Identification of a hormone-responsive promoter immediately upstream of exon 1c in the human vitamin D receptor gene

To gain insight into the molecular regulation of the human vitamin D-3 receptor (hVDR), we have cloned and sequenced the 5' flanking region of exon Ic and examined promoter activity of this region in breast cancer cells. Sequence analysis of the first 1300 bp upstream of exon Ic reveals several characteristics of a class II promoter, including GC-rich regions and the presence of a TATA box at -29 bp. Putative transcription factor binding sites identified in this potential hVDR promoter include AP-2, Sp-l, and glucocorticoid response elements. No consensus vitamin D-3 (VDRE) or estrogen (ERE) responsive elements were identified in the promoter sequence.
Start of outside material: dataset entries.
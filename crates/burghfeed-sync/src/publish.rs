//! Pushes normalized batches to the datastore.

use std::collections::BTreeMap;
use std::fmt;
use std::time::Duration;

use burghfeed_core::{CanonicalRecord, RecordSchema, WireField, WriteMethod};
use burghfeed_storage::{bounded, Datastore, DatastoreError, ResourceId, Row};
use serde::Serialize;
use thiserror::Error;
use tracing::{info, warn};

#[derive(Debug, Clone, Copy, PartialEq, Eq, Serialize)]
#[serde(rename_all = "snake_case")]
pub enum PublishPhase {
    Prepare,
    Write,
    Reload,
}

impl fmt::Display for PublishPhase {
    fn fmt(&self, f: &mut fmt::Formatter<'_>) -> fmt::Result {
        match self {
            PublishPhase::Prepare => f.write_str("preparing"),
            PublishPhase::Write => f.write_str("writing"),
            PublishPhase::Reload => f.write_str("clearing and reloading"),
        }
    }
}

#[derive(Debug, Error)]
pub enum PublishError {
    #[error("upsert into `{resource}` needs at least one key field")]
    MissingKeyFields { resource: String },
    #[error("{phase} `{resource}` failed: {source}")]
    Transmission {
        resource: String,
        phase: PublishPhase,
        #[source]
        source: DatastoreError,
    },
}

#[derive(Debug, Clone, Serialize)]
pub struct PublishOutcome {
    pub resource: String,
    pub resource_id: ResourceId,
    pub method: WriteMethod,
    pub rows: usize,
    /// Rows dropped because a later row in the batch had the same key.
    pub duplicates_dropped: usize,
    pub replaced: bool,
}

/// Rows, columns and keys computed once so every transmission of a batch sends the same shape.
struct WirePlan {
    rows: Vec<Row>,
    fields: Vec<WireField>,
    keys: Vec<String>,
    duplicates_dropped: usize,
}

impl WirePlan {
    fn new(batch: &[CanonicalRecord], schema: &RecordSchema, key_fields: &[String]) -> Self {
        let keys = schema.publish_keys(key_fields);
        let rows = batch.iter().map(|r| r.to_wire_row(schema)).collect::<Vec<_>>();
        let total = rows.len();
        let rows = collapse_duplicate_keys(rows, &keys);
        Self {
            duplicates_dropped: total - rows.len(),
            rows,
            fields: schema.wire_fields(),
            keys,
        }
    }
}

/// Keeps one row per key: the last one seen, at the position of the first. No-op without keys.
fn collapse_duplicate_keys(rows: Vec<Row>, keys: &[String]) -> Vec<Row> {
    if keys.is_empty() {
        return rows;
    }
    let mut slots: BTreeMap<String, usize> = BTreeMap::new();
    let mut kept: Vec<Row> = Vec::with_capacity(rows.len());
    for row in rows {
        let key = keys
            .iter()
            .map(|k| row.get(k).map(ToString::to_string).unwrap_or_default())
            .collect::<Vec<_>>()
            .join("\u{1f}");
        match slots.get(&key) {
            Some(&slot) => kept[slot] = row,
            None => {
                slots.insert(key, kept.len());
                kept.push(row);
            }
        }
    }
    kept
}

pub struct Publisher<'a> {
    store: &'a dyn Datastore,
    timeout: Duration,
}

impl<'a> Publisher<'a> {
    pub fn new(store: &'a dyn Datastore, timeout: Duration) -> Self {
        Self { store, timeout }
    }

    /// Insert permits empty `key_fields`; upsert does not.
    pub async fn publish(
        &self,
        batch: &[CanonicalRecord],
        schema: &RecordSchema,
        resource: &str,
        method: WriteMethod,
        key_fields: &[String],
    ) -> Result<PublishOutcome, PublishError> {
        let plan = self.plan(batch, schema, resource, method, key_fields)?;
        let resource_id = self.transmit(&plan, resource, method).await?;
        Ok(PublishOutcome {
            resource: resource.to_string(),
            resource_id,
            method,
            rows: plan.rows.len(),
            duplicates_dropped: plan.duplicates_dropped,
            replaced: false,
        })
    }

    /// Leaves `resource` holding exactly `batch`.
    ///
    /// The datastore can only clear a resource that exists, so this is an ordinary write followed
    /// by a clear-and-reload with the same rows and columns. A failure in either step leaves the
    /// resource partially updated and is returned as is.
    pub async fn replace(
        &self,
        batch: &[CanonicalRecord],
        schema: &RecordSchema,
        resource: &str,
        method: WriteMethod,
        key_fields: &[String],
    ) -> Result<PublishOutcome, PublishError> {
        let plan = self.plan(batch, schema, resource, method, key_fields)?;
        let resource_id = self.transmit(&plan, resource, method).await?;
        bounded(
            "clear_and_reload",
            self.timeout,
            self.store
                .clear_and_reload(&resource_id, &plan.rows, &plan.fields, &plan.keys),
        )
        .await
        .map_err(|source| PublishError::Transmission {
            resource: resource.to_string(),
            phase: PublishPhase::Reload,
            source,
        })?;
        info!(resource, rows = plan.rows.len(), "replaced resource contents");
        Ok(PublishOutcome {
            resource: resource.to_string(),
            resource_id,
            method,
            rows: plan.rows.len(),
            duplicates_dropped: plan.duplicates_dropped,
            replaced: true,
        })
    }

    fn plan(
        &self,
        batch: &[CanonicalRecord],
        schema: &RecordSchema,
        resource: &str,
        method: WriteMethod,
        key_fields: &[String],
    ) -> Result<WirePlan, PublishError> {
        if method == WriteMethod::Upsert && key_fields.is_empty() {
            return Err(PublishError::MissingKeyFields {
                resource: resource.to_string(),
            });
        }
        let plan = WirePlan::new(batch, schema, key_fields);
        if plan.duplicates_dropped > 0 {
            warn!(
                resource,
                dropped = plan.duplicates_dropped,
                keys = ?plan.keys,
                "batch repeats key values, keeping the last row for each key"
            );
        }
        Ok(plan)
    }

    async fn transmit(&self, plan: &WirePlan, resource: &str, method: WriteMethod) -> Result<ResourceId, PublishError> {
        let failed = |phase| {
            move |source| PublishError::Transmission {
                resource: resource.to_string(),
                phase,
                source,
            }
        };
        let resource_id = bounded(
            "create_or_get_resource",
            self.timeout,
            self.store
                .create_or_get_resource(resource, &plan.fields, &plan.keys),
        )
        .await
        .map_err(failed(PublishPhase::Prepare))?;

        let write = match method {
            WriteMethod::Insert => {
                bounded(
                    "insert",
                    self.timeout,
                    self.store.insert(&resource_id, &plan.rows, &plan.fields),
                )
                .await
            }
            WriteMethod::Upsert => {
                bounded(
                    "upsert",
                    self.timeout,
                    self.store
                        .upsert(&resource_id, &plan.rows, &plan.fields, &plan.keys),
                )
                .await
            }
        };
        write.map_err(failed(PublishPhase::Write))?;
        info!(resource, %method, rows = plan.rows.len(), "published batch");
        Ok(resource_id)
    }
}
Primer extension analysis performed with a primer specific for exon Ic confirms that transcription initiated in the 5' flanking region of exon Ic occurs in MCF-7 cells. Transient transfection of MCF-7 cells with this putative promoter region cloned into the pRLnull luciferase reporter vector generates significant reporter gene activity that is enhanced by treatment with forskolin, retinoic acid, and 17 beta-estradiol. The enhancement of exon Ic promoter activity by 17 beta-estradiol is blocked by the selective estrogen response modifier (SERM) tamoxifen and is not observed in estrogen receptor-negative breast cancer cells. In summary, we have cloned and characterized a TATA containing promoter upstream of exon Ic of the hVDR and provide evidence that this region represents a hormonally regulated hVDR promoter.